Quantum Effects on the Rayleigh-Taylor Instability of Viscoelastic Plasma Model through a Porous Medium ()
1. Introduction
The Rayleigh-Taylor instability (RTI) is an important hydrodynamic effect that arises when a heavy fluid is accelerated into a lighter one. Similar to pouring water into oil, the heavier fluid, once perturbed, streams to the bottom, pushing the light fluid aside. This notion for a fluid in a gravitational field was first discovered by Rayleigh [1] and later applied to all accelerated fluids by Taylor [2]. Since then, this instability problem has been studied by several researchers under varying assumptions. The detailed description of other parameters of these investigations has been given by Chandrasekhar [3]. A theoretical model, for a class of viscoelastic fluids have been proposed by Oldroyd [4-6]. The Rayleigh-Taylor instability of a plane interfaces between viscous and viscoelastic fluid through a porous medium has been investigated by Sharma and Kumar [7]. Agrawal and Goel [8] have studied the instability of viscoelastic fluid in a porous medium. Bhatia and Mathur [9] have studied the instability of viscoelastic fluids in a vertical magnetic field through porous medium. Kumar et al. [10] have considered the instability of the plane interface between two viscoelastic superposed fluids in the presence of uniform rotation and variable magnetic field in porous medium.

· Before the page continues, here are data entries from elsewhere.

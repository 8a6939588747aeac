use std::{collections::BTreeSet, sync::Arc};

use super::TransmissionPolicy;
use crate::{
    diagnostics::DiagnosticEvent,
    serializer,
    transmission::{
        backoff::{self, status},
        transmitter::Capacities,
        TransmissionProcessed, Transmitter,
    },
};

const NAME: &str = "partial-success";

/// Resends only the items a 206 response rejected for transient reasons.
#[derive(Debug, Default)]
pub struct PartialSuccessPolicy;

impl PartialSuccessPolicy {
    pub fn new() -> Self {
        Self
    }
}

impl TransmissionPolicy for PartialSuccessPolicy {
    fn name(&self) -> &'static str {
        NAME
    }

    fn capacities(&self) -> Capacities {
        Capacities::UNCONSTRAINED
    }

    fn on_transmission_processed(
        &self,
        transmitter: &Arc<Transmitter>,
        event: &TransmissionProcessed,
    ) -> anyhow::Result<()> {
        let Some(response) = event.response.as_ref() else {
            return Ok(());
        };
        if response.status != status::PARTIAL_SUCCESS {
            return Ok(());
        }
        let Some(backend) = backoff::parse_backend_response(response.body.as_deref()) else {
            return Ok(());
        };
        if backend.items_received == backend.items_accepted {
            return Ok(());
        }

        let transmission = &event.transmission;
        if !transmission.content_encoding().is_empty() {
            anyhow::bail!(
                "cannot split payload with content encoding `{}`",
                transmission.content_encoding()
            );
        }
        let items = serializer::split_lines(transmission.content());

        let mut retry = BTreeSet::new();
        for error in &backend.errors {
            if !status::is_retryable_item(error.status_code) {
                continue;
            }
            match usize::try_from(error.index) {
                Ok(index) if index < items.len() => {
                    retry.insert(index);
                }
                _ => transmitter
                    .diagnostics()
                    .report(DiagnosticEvent::PartialSuccessUnexpectedIndex {
                        index: error.index,
                        batch_len: items.len(),
                    }),
            }
        }
        if retry.is_empty() {
            return Ok(());
        }

        let consecutive_errors = transmitter.backoff().record_failure(status::PARTIAL_SUCCESS);
        tracing::debug!(
            id = %transmission.id(),
            received = backend.items_received,
            accepted = backend.items_accepted,
            resent = retry.len(),
            consecutive_errors,
            "Resending items rejected by partial success"
        );
        let content = serializer::join_lines(retry.into_iter().map(|index| items[index].clone()));
        transmitter.enqueue(transmission.with_content(content));
        Ok(())
    }
}
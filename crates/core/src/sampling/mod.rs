use std::{
    collections::HashSet,
    sync::{Arc, Weak},
};

use rand::Rng;
use tokio::task::JoinHandle;

use crate::{
    config::GlobalExecutor,
    diagnostics::{DiagnosticEvent, SharedDiagnostics},
    item::{TelemetryItem, TelemetryKind, TelemetryProcessor},
};

mod ema;
mod estimator;

pub use ema::ExponentialMovingAverageCounter;
pub use estimator::{
    EvaluationCallback, SamplingEvaluation, SamplingPercentageEstimator,
    SamplingPercentageEstimatorSettings,
};

/// Drops a share of sampled kinds so the number of items reaching `next`
/// stays near the configured rate.
///
/// Decisions are deterministic per user (or per operation when there is no
/// user), so correlated items are kept or dropped together.
pub struct AdaptiveSamplingTelemetryProcessor<N> {
    next: N,
    estimator: Arc<SamplingPercentageEstimator>,
    included: HashSet<TelemetryKind>,
    excluded: HashSet<TelemetryKind>,
    diagnostics: SharedDiagnostics,
    evaluation_task: Option<JoinHandle<()>>,
}

impl<N: TelemetryProcessor> AdaptiveSamplingTelemetryProcessor<N> {
    /// Creates the processor and starts evaluating on the settings' cadence.
    pub fn new(estimator: SamplingPercentageEstimator, diagnostics: SharedDiagnostics, next: N) -> Self {
        let mut processor = Self::with_estimator(Arc::new(estimator), diagnostics, next);
        processor.evaluation_task = Some(spawn_evaluation(Arc::downgrade(&processor.estimator)));
        processor
    }

    /// Uses an estimator that the caller evaluates.
    pub fn with_estimator(
        estimator: Arc<SamplingPercentageEstimator>,
        diagnostics: SharedDiagnostics,
        next: N,
    ) -> Self {
        let settings = estimator.settings();
        Self {
            included: settings.included_types.iter().copied().collect(),
            excluded: settings.excluded_types.iter().copied().collect(),
            next,
            estimator,
            diagnostics,
            evaluation_task: None,
        }
    }

    pub fn estimator(&self) -> &Arc<SamplingPercentageEstimator> {
        &self.estimator
    }

    fn is_sampled(&self, kind: TelemetryKind) -> bool {
        kind.supports_sampling()
            && !self.excluded.contains(&kind)
            && (self.included.is_empty() || self.included.contains(&kind))
    }
}

impl<N> Drop for AdaptiveSamplingTelemetryProcessor<N> {
    fn drop(&mut self) {
        if let Some(task) = self.evaluation_task.take() {
            task.abort();
        }
    }
}

impl<N: TelemetryProcessor> TelemetryProcessor for AdaptiveSamplingTelemetryProcessor<N> {
    fn process(&self, mut item: TelemetryItem) {
        if !self.is_sampled(item.kind) {
            self.next.process(item);
            return;
        }
        let percentage = self.estimator.current_percentage();
        if percentage < 100.0 && sampling_score(&item) >= percentage {
            self.diagnostics
                .report(DiagnosticEvent::ItemSampledOut { percentage });
            return;
        }
        item.sampling_percentage = Some(percentage);
        self.estimator.record_item();
        self.next.process(item);
    }
}

fn spawn_evaluation(estimator: Weak<SamplingPercentageEstimator>) -> JoinHandle<()> {
    GlobalExecutor::spawn(async move {
        let period = match estimator.upgrade() {
            Some(estimator) => estimator.settings().effective_evaluation_interval(),
            None => return,
        };
        let mut interval = tokio::time::interval_at(tokio::time::Instant::now() + period, period);
        interval.set_missed_tick_behavior(tokio::time::MissedTickBehavior::Delay);
        loop {
            interval.tick().await;
            let Some(estimator) = estimator.upgrade() else {
                break;
            };
            let evaluation = estimator.evaluate();
            tracing::trace!(
                observed = evaluation.observed_items_per_second,
                percentage = evaluation.current_percentage,
                suggested = evaluation.suggested_percentage,
                "sampling evaluated"
            );
        }
    })
}

/// Score in `[0, 100)` compared against the sampling percentage. Items with
/// a score below the percentage are kept.
pub fn sampling_score(item: &TelemetryItem) -> f64 {
    let non_empty = |id: &Option<String>| id.as_deref().filter(|id| !id.is_empty()).map(djb2);
    let hash = non_empty(&item.user_id)
        .or_else(|| non_empty(&item.operation_id))
        .unwrap_or_else(|| rand::rng().random_range(0..i32::MAX));
    f64::from(hash) / (f64::from(i32::MAX) + 1.0) * 100.0
}

/// djb2 over the UTF-16 code units of `input`, repeated to at least eight
/// units, folded to a non-negative `i32`.
fn djb2(input: &str) -> i32 {
    let units: Vec<u16> = input.encode_utf16().collect();
    let mut hash: i32 = 5381;
    if units.is_empty() {
        return hash;
    }
    let mut len = 0;
    while len < 8 {
        for unit in &units {
            hash = hash.wrapping_shl(5).wrapping_add(hash).wrapping_add(i32::from(*unit));
        }
        len += units.len();
    }
    if hash == i32::MIN {
        i32::MAX
    } else {
        hash.abs()
    }
}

In plasmas, RTI can occur when dense plasma is supported against gravity by the pressure of the magnetic field. The investigation of Rayleigh-Taylor instabilities in magnetized plasma is a problem of considerable interest in space (ionospheric spread-F), fusion (curvature induced instabilities like interchange, ballooning, etc.) and the astrophysical plasmas. For a system of two incompressible plasma superimposed one over the other have been studied by Kalra and Talwar [11] and by Singh and Tandon [12]. Bhatia [13] studied the problem for a system of superimposed viscous plasmas in the presence of a horizontal magnetic field. The same previous system in the presence of uniform rotation was considered by Bhatia and Chhonkar [14] and by Sharma and Chhajlani [15]. The effects of Hall currents and viscosity on the Rayleigh-Taylor instability of incompressible infinitely conducting stratified plasma in the presence of horizontal magnetic field were studied by Ahsan and Bhatia [16]. The effects of Hall currents on the RTI of finitely conducting stratified partially ionized plasma in the presence of horizontal magnetic field is considered by Aiyub and Bhatia [17].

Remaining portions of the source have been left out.